I would like to check over just a few more things. Could you do the following for me?

Please send photos of all your cleaned optical components, with special attention to any damage you might find:

  • Both windows
    • The printer head window, on the left hand side of the printer head
    • The laser window on the inside left of the Glowforge
  • The printer head lens
    • Both sides of the lens, top and bottom
  • The 45 degree mirror inside the printer head
  • The bottom of the printer head

Once we have those pictures, we’ll follow up with next steps.

Thank you all for the reply’s.
Couple things: 1: its not a stone / stone but more a slab of stone so there is no curve. (the slabs are always the same)
2: it started with the normal 7 first (i always check to see were he starts the proces)
(feature idea, i also have a plotter, and before i cut i can see a previeuw were the cutter starts how it moves and were it ends, that way you can check the print/laser before putting the material at risk)

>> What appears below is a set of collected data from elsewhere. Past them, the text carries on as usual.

use proc_macro2::Span;
use syn::meta::ParseNestedMeta;
use syn::punctuated::Punctuated;
use syn::{Attribute, Error, LitStr, Path, Token, Type, spanned::Spanned};

/// `list(element = "...", element_non_null)`.
#[derive(Clone)]
pub(crate) struct ListAttr {
    pub(crate) element: Type,
    pub(crate) element_non_null: bool,
}

/// Markers accepted on fields and accessors.
#[derive(Clone, Default)]
pub(crate) struct MemberAttrs {
    pub(crate) scalar: Option<String>,
    pub(crate) list: Option<ListAttr>,
    pub(crate) non_null: bool,
    pub(crate) ignore: bool,
    pub(crate) id: bool,
}

#[derive(Clone, Default)]
pub(crate) struct FieldAttrs {
    pub(crate) rename: Option<String>,
    pub(crate) markers: MemberAttrs,
}

/// `accessor(name = "...", returns = "...", params = "...", <markers>)`.
#[derive(Clone)]
pub(crate) struct AccessorAttr {
    pub(crate) name: String,
    pub(crate) returns: Option<Type>,
    pub(crate) params: Vec<Type>,
    pub(crate) markers: MemberAttrs,
}

#[derive(Clone)]
pub(crate) struct ContainerAttrs {
    pub(crate) crate_path: Path,
    pub(crate) rename: Option<String>,
    pub(crate) scalar: Option<String>,
    pub(crate) accessors: Vec<AccessorAttr>,
}

impl Default for ContainerAttrs {
    fn default() -> Self {
        Self {
            crate_path: syn::parse_quote!(::sdlgen::schema),
            rename: None,
            scalar: None,
            accessors: Vec::new(),
        }
    }
}

#[derive(Clone, Default)]
pub(crate) struct VariantAttrs {
    pub(crate) rename: Option<String>,
}

fn parse_type(lit: &LitStr) -> syn::Result<Type> {
    syn::parse_str::<Type>(&lit.value())
        .map_err(|e| Error::new(lit.span(), format!("sdl: invalid type \"{}\": {e}", lit.value())))
}

fn parse_list(meta: &ParseNestedMeta<'_>) -> syn::Result<ListAttr> {
    let mut element = None;
    let mut element_non_null = false;

    meta.parse_nested_meta(|inner| {
        if inner.path.is_ident("element") {
            let v: LitStr = inner.value()?.parse()?;
            element = Some(parse_type(&v)?);
            return Ok(());
        }
        if inner.path.is_ident("element_non_null") {
            element_non_null = true;
            return Ok(());
        }
        Err(Error::new(
            inner.path.span(),
            "sdl: unsupported list(...) option",
        ))
    })?;

    let element = element.ok_or_else(|| {
        Error::new(
            meta.path.span(),
            "sdl: list(...) requires element = \"Type\"",
        )
    })?;
    Ok(ListAttr {
        element,
        element_non_null,
    })
}

/// Consumes a marker option. Returns false if `meta` is not a marker.
fn parse_marker(meta: &ParseNestedMeta<'_>, out: &mut MemberAttrs) -> syn::Result<bool> {
    if meta.path.is_ident("scalar") {
        let v: LitStr = meta.value()?.parse()?;
        out.scalar = Some(v.value());
    } else if meta.path.is_ident("list") {
        out.list = Some(parse_list(meta)?);
    } else if meta.path.is_ident("non_null") {
        out.non_null = true;
    } else if meta.path.is_ident("ignore") {
        out.ignore = true;
    } else if meta.path.is_ident("id") {
        out.id = true;
    } else {
        return Ok(false);
    }
    Ok(true)
}

fn parse_accessor(meta: &ParseNestedMeta<'_>) -> syn::Result<AccessorAttr> {
    let mut name = None;
    let mut returns = None;
    let mut params = Vec::new();
    let mut markers = MemberAttrs::default();

    meta.parse_nested_meta(|inner| {
        if inner.path.is_ident("name") {
            let v: LitStr = inner.value()?.parse()?;
            name = Some(v.value());
            return Ok(());
        }
        if inner.path.is_ident("returns") {
            let v: LitStr = inner.value()?.parse()?;
            returns = Some(parse_type(&v)?);
            return Ok(());
        }
        if inner.path.is_ident("params") {
            let v: LitStr = inner.value()?.parse()?;
            let parsed = v
                .parse_with(Punctuated::<Type, Token![,]>::parse_terminated)
                .map_err(|e| Error::new(v.span(), format!("sdl: invalid params: {e}")))?;
            params = parsed.into_iter().collect();
            return Ok(());
        }
        if parse_marker(&inner, &mut markers)? {
            return Ok(());
        }
        Err(Error::new(
            inner.path.span(),
            "sdl: unsupported accessor(...) option",
        ))
    })?;

    let name = name.ok_or_else(|| {
        Error::new(
            meta.path.span(),
            "sdl: accessor(...) requires name = \"...\"",
        )
    })?;
    Ok(AccessorAttr {
        name,
        returns,
        params,
        markers,
    })
}

pub(crate) fn parse_container_attrs(attrs: &[Attribute]) -> syn::Result<ContainerAttrs> {
    let mut out = ContainerAttrs::default();

    for attr in attrs {
        if !attr.path().is_ident("sdl") {
            continue;
        }

        attr.parse_nested_meta(|meta| {
            if meta.path.is_ident("crate") {
                let v: LitStr = meta.value()?.parse()?;
                out.crate_path = syn::parse_str::<Path>(&v.value()).map_err(|e| {
                    Error::new(
                        v.span(),
                        format!("sdl: invalid path for #[sdl(crate = \"...\")]: {e}"),
                    )
                })?;
                return Ok(());
            }
            if meta.path.is_ident("rename") {
                let v: LitStr = meta.value()?.parse()?;
                out.rename = Some(v.value());
                return Ok(());
            }
            if meta.path.is_ident("scalar") {
                let v: LitStr = meta.value()?.parse()?;
                out.scalar = Some(v.value());
                return Ok(());
            }
            if meta.path.is_ident("accessor") {
                out.accessors.push(parse_accessor(&meta)?);
                return Ok(());
            }

            Err(Error::new(
                meta.path.span(),
                "sdl: unsupported #[sdl(...)] container attribute",
            ))
        })?;
    }

    Ok(out)
}

pub(crate) fn parse_field_attrs(attrs: &[Attribute]) -> syn::Result<FieldAttrs> {
    let mut out = FieldAttrs::default();

    for attr in attrs {
        if !attr.path().is_ident("sdl") {
            continue;
        }

        attr.parse_nested_meta(|meta| {
            if meta.path.is_ident("rename") {
                let v: LitStr = meta.value()?.parse()?;
                out.rename = Some(v.value());
                return Ok(());
            }
            if parse_marker(&meta, &mut out.markers)? {
                return Ok(());
            }

            Err(Error::new(
                meta.path.span(),
                "sdl: unsupported #[sdl(...)] field attribute",
            ))
        })?;
    }

    Ok(out)
}

pub(crate) fn parse_variant_attrs(attrs: &[Attribute]) -> syn::Result<VariantAttrs> {
    let mut out = VariantAttrs::default();

    for attr in attrs {
        if !attr.path().is_ident("sdl") {
            continue;
        }

        attr.parse_nested_meta(|meta| {
            if meta.path.is_ident("rename") {
                let v: LitStr = meta.value()?.parse()?;
                out.rename = Some(v.value());
                return Ok(());
            }

            Err(Error::new(
                meta.path.span(),
                "sdl: unsupported #[sdl(...)] variant attribute",
            ))
        })?;
    }

    Ok(out)
}

/// Error for an input shape the derive does not describe.
pub(crate) fn unsupported(span: Span, what: &str) -> Error {
    Error::new(span, format!("sdl: #[derive(SdlType)] does not support {what}"))
}
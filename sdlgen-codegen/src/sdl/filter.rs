//! Accessor inclusion filter.

use sdlgen_schema::{AccessorDef, TypeMetadataProvider};

/// Returns true if an accessor contributes a field.
///
/// It must take no parameters, return a value, carry no `Ignore` marker and
/// not share a name with a root object method. The name check ignores
/// signatures.
pub fn include_accessor<P>(provider: &P, accessor: &AccessorDef) -> bool
where
    P: TypeMetadataProvider + ?Sized,
{
    accessor.params.is_empty()
        && accessor.returns.is_some()
        && !accessor.markers.is_ignored()
        && !provider
            .root_object_methods()
            .contains(&accessor.name.as_str())
}
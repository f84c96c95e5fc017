//! Array and sequence detection.

use sdlgen_schema::{TypeArg, TypeHandle, TypeKind, TypeMetadataProvider};
use std::collections::HashMap;

/// Element of a container type.
#[derive(Debug, Clone, PartialEq, Eq)]
pub enum ContainerElement {
    /// Statically known element type.
    Resolved(TypeHandle),
    /// Element bound to a type variable that never became concrete; carries
    /// the variable's declared name.
    Unresolved(String),
}

/// Returns the element of an array or iterable type, or `None` for
/// non-containers.
///
/// Sequence detection walks the extension chain and stops at the first link
/// reaching the iterable capability. Type arguments are substituted through
/// each link's parameters on the way, so `RoleList extends ArrayList<Role>`
/// and `ArrayList<E> extends Iterable<E>` resolve to `Role`.
pub fn as_container<P>(provider: &P, ty: TypeHandle) -> Option<ContainerElement>
where
    P: TypeMetadataProvider + ?Sized,
{
    let def = provider.type_def(ty);
    match def.kind {
        TypeKind::Array(component) => return Some(ContainerElement::Resolved(component)),
        TypeKind::Iterable => return Some(unbound(&def.params, &def.name)),
        _ => {}
    }

    let mut bindings: HashMap<&str, TypeArg> = HashMap::new();
    for link in provider.extension_chain(ty) {
        let bound: Vec<TypeArg> = link
            .args
            .iter()
            .map(|arg| match arg {
                TypeArg::Variable(name) => bindings
                    .get(name.as_str())
                    .cloned()
                    .unwrap_or_else(|| arg.clone()),
                TypeArg::Concrete(_) => arg.clone(),
            })
            .collect();

        let target = provider.type_def(link.target);
        if target.kind == TypeKind::Iterable {
            return Some(match bound.into_iter().next() {
                Some(TypeArg::Concrete(element)) => ContainerElement::Resolved(element),
                Some(TypeArg::Variable(name)) => ContainerElement::Unresolved(name),
                None => unbound(&target.params, &target.name),
            });
        }

        bindings = target.params.iter().map(String::as_str).zip(bound).collect();
    }

    None
}

/// Element of an iterable whose parameter is never bound.
fn unbound(params: &[String], fallback: &str) -> ContainerElement {
    ContainerElement::Unresolved(params.first().map_or(fallback, String::as_str).to_string())
}
//! Ordered field table of one object block.

use std::collections::HashMap;

/// Output field name to SDL type token, in first-insertion order.
///
/// Writing an existing name replaces its token but keeps its position.
#[derive(Debug, Clone, Default)]
pub struct FieldTable {
    entries: Vec<(String, String)>,
    index: HashMap<String, usize>,
}

impl FieldTable {
    /// Creates an empty table.
    #[must_use]
    pub fn new() -> Self {
        Self::default()
    }

    /// Writes a field, overwriting the token of an existing entry.
    pub fn insert(&mut self, name: String, token: String) {
        match self.index.get(&name) {
            Some(&idx) => self.entries[idx].1 = token,
            None => {
                self.index.insert(name.clone(), self.entries.len());
                self.entries.push((name, token));
            }
        }
    }

    /// Returns the token written for `name`.
    #[must_use]
    pub fn get(&self, name: &str) -> Option<&str> {
        self.index
            .get(name)
            .map(|&idx| self.entries[idx].1.as_str())
    }

    /// Returns the number of fields.
    #[must_use]
    pub fn len(&self) -> usize {
        self.entries.len()
    }

    /// Returns true if the table holds no fields.
    #[must_use]
    pub fn is_empty(&self) -> bool {
        self.entries.is_empty()
    }

    /// Iterates `(name, token)` pairs in table order.
    pub fn iter(&self) -> impl Iterator<Item = (&str, &str)> {
        self.entries
            .iter()
            .map(|(name, token)| (name.as_str(), token.as_str()))
    }
}
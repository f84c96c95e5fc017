//! Prelude module for convenient imports.
//!
//! This module re-exports the most commonly used types and traits.
//!
//! ```ignore
//! use sdlgen::prelude::*;
//! ```

// Metadata model
pub use sdlgen_schema::{
    AccessorDef, Describe, FieldDef, Marker, Markers, PrimitiveType, TypeArg, TypeDef, TypeHandle,
    TypeKind, TypeMetadataProvider, TypeRef, TypeRegistry,
};

// Catalogs
pub use sdlgen_schema::{Catalog, CatalogError, ParseError, parse_catalog, parse_catalog_file};

// Emission
pub use sdlgen_codegen::{
    CodegenError, SchemaEmitter, format_from_file, format_from_xml, format_schema_type,
    format_schema_type_by_name,
};

// Derive
pub use sdlgen_derive::SdlType;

Yesterday morning i tried to do the same print again (but with a bigger number to cover over the old ugly one) and polish the clone 7 so its not visible.
and it worked, everything was the same as all the stones before.

So i stil have no idea, why the glowforge was behaving so weard.
I did notice that the glowforge was responding way faster then the day before.
Could it be a update that was going on at the same time? or unstable wifi connection?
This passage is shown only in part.